What to do: The response should be the lines of the data, starting at the first and ending at the one that contains "use wedding_admin::app::*;", copied without change.

[Exercise data]

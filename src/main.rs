#[cfg(feature = "ssr")]
#[tokio::main]
async fn main() {
    use std::sync::Arc;

    use axum::Router;
    use leptos::logging::log;
    use leptos::prelude::*;
    use leptos_axum::{LeptosRoutes, generate_route_list};
    use tower_http::compression::{CompressionLayer, CompressionLevel};
    use tower_http::services::ServeDir;
    use wedding_admin::app::*;
    use wedding_admin::core::auth::{
        AuthApiState, AuthService, BcryptVerifier, JwtConfig, JwtService, Role, auth_api_router,
        session_middleware,
    };
    use wedding_admin::core::config::Config;
    use wedding_admin::core::db::{
        CreateUser, InMemoryUserStore, UserRepository, UserStore, UserStoreError,
        create_pool,
    };

    // Load .env file (if exists)
    let _ = dotenvy::dotenv();

    // Initialize tracing
    tracing_subscriber::fmt::init();

    // Load application config from environment variables
    let config = Config::from_env();
    let jwt_config = match JwtConfig::from_env() {
        Ok(jwt_config) => jwt_config,
        Err(e) => {
            tracing::error!("Cannot start without a token secret: {}", e);
            std::process::exit(1);
        }
    };

    // Log config status (without revealing secrets)
    tracing::info!(
        "Config loaded: database={}, cookie={}, secure_cookie={}, protected={:?}",
        config.has_database(),
        config.cookie_name,
        config.cookie_secure,
        config.protected_prefixes
    );

    let passwords = Arc::new(BcryptVerifier::new());

    // User store: PostgreSQL when configured, otherwise an in-memory store
    // seeded with the development admin
    let users: Arc<dyn UserStore> = match config.db_config() {
        Some(db_config) => match create_pool(&db_config).await {
            Ok(pool) => {
                let repository = UserRepository::new(pool);
                if let Some(seed) = &config.admin_seed {
                    let created = match passwords.hash(&seed.password) {
                        Ok(password_hash) => {
                            repository
                                .create(&CreateUser {
                                    email: seed.email.clone(),
                                    password_hash,
                                    display_name: seed.display_name.clone(),
                                    role: Role::Admin,
                                })
                                .await
                        }
                        Err(e) => {
                            tracing::error!("Failed to hash seed password: {}", e);
                            std::process::exit(1);
                        }
                    };
                    match created {
                        Ok(admin) => tracing::info!("Created admin account: {}", admin.email),
                        Err(UserStoreError::EmailAlreadyExists) => {
                            tracing::debug!("Admin account already exists: {}", seed.email)
                        }
                        Err(e) => tracing::error!("Failed to create admin account: {}", e),
                    }
                }
                Arc::new(repository)
            }
            Err(e) => {
                tracing::error!("Failed to connect to database: {}", e);
                std::process::exit(1);
            }
        },
        None => {
            tracing::warn!("DATABASE_URL not set, using in-memory user store");
            let store = InMemoryUserStore::new();
            match &config.admin_seed {
                Some(seed) => match passwords.hash(&seed.password) {
                    Ok(hash) => match store.insert(&seed.email, &seed.display_name, Role::Admin, hash)
                    {
                        Ok(admin) => tracing::info!("Seeded admin account: {}", admin.email),
                        Err(e) => tracing::error!("Failed to seed admin account: {}", e),
                    },
                    Err(e) => tracing::error!("Failed to hash seed password: {}", e),
                },
                None => tracing::warn!("ADMIN_EMAIL/ADMIN_PASSWORD not set, nobody can sign in"),
            }
            Arc::new(store)
        }
    };

    let auth_service = AuthService::new(users, passwords, JwtService::new(jwt_config))
        .lookup_timeout(config.lookup_timeout);
    let auth_state = AuthApiState::new(auth_service)
        .cookie(config.session_cookie())
        .guard(config.route_guard());
    let session_state = Arc::new(auth_state.clone());

    // Load configuration from Cargo.toml [package.metadata.leptos]
    // Can be overridden via LEPTOS_SITE_ADDR env var for Docker/K8s
    let conf = match get_configuration(None) {
        Ok(conf) => conf,
        Err(e) => {
            tracing::error!("Invalid Leptos configuration: {}", e);
            std::process::exit(1);
        }
    };
    let leptos_options = conf.leptos_options;
    let addr = leptos_options.site_addr;

    // Generate the list of routes in your Leptos App
    let routes = generate_route_list(App);

    // Create ServeDir for pkg with pre-compressed file support
    let pkg_service = ServeDir::new(format!("{}/pkg", leptos_options.site_root))
        .precompressed_br()
        .precompressed_gzip();

    // Build the Leptos router
    let leptos_router = Router::new()
        .nest_service("/pkg", pkg_service)
        .leptos_routes(&leptos_options, routes, {
            let leptos_options = leptos_options.clone();
            move || shell(leptos_options.clone())
        })
        .fallback(leptos_axum::file_and_error_handler(shell))
        .with_state(leptos_options);

    // Build the main application router; every request passes the session
    // middleware so renewal and gating apply to pages and API alike
    let app = Router::new()
        .merge(auth_api_router(auth_state))
        .merge(leptos_router)
        .layer(axum::middleware::from_fn_with_state(
            session_state,
            session_middleware,
        ))
        .layer(
            CompressionLayer::new()
                .br(true)
                .gzip(true)
                .quality(CompressionLevel::Best),
        );

    log!("listening on http://{}", &addr);

    let listener = match tokio::net::TcpListener::bind(&addr).await {
        Ok(listener) => listener,
        Err(e) => {
            tracing::error!("Failed to bind {}: {}", addr, e);
            std::process::exit(1);
        }
    };
    if let Err(e) = axum::serve(listener, app.into_make_service()).await {
        tracing::error!("Server error: {}", e);
    }
}

#[cfg(not(feature = "ssr"))]
pub fn main() {
    // no client-side main function
    // see lib.rs for hydration function instead
}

[/Exercise data]

Answer section:
filename src/main.rs
#[cfg(feature = "ssr")]
#[tokio::main]
async fn main() {
    use std::sync::Arc;

    use axum::Router;
    use leptos::logging::log;
    use leptos::prelude::*;
    use leptos_axum::{LeptosRoutes, generate_route_list};
    use tower_http::compression::{CompressionLayer, CompressionLevel};
    use tower_http::services::ServeDir;
    use wedding_admin::app::*;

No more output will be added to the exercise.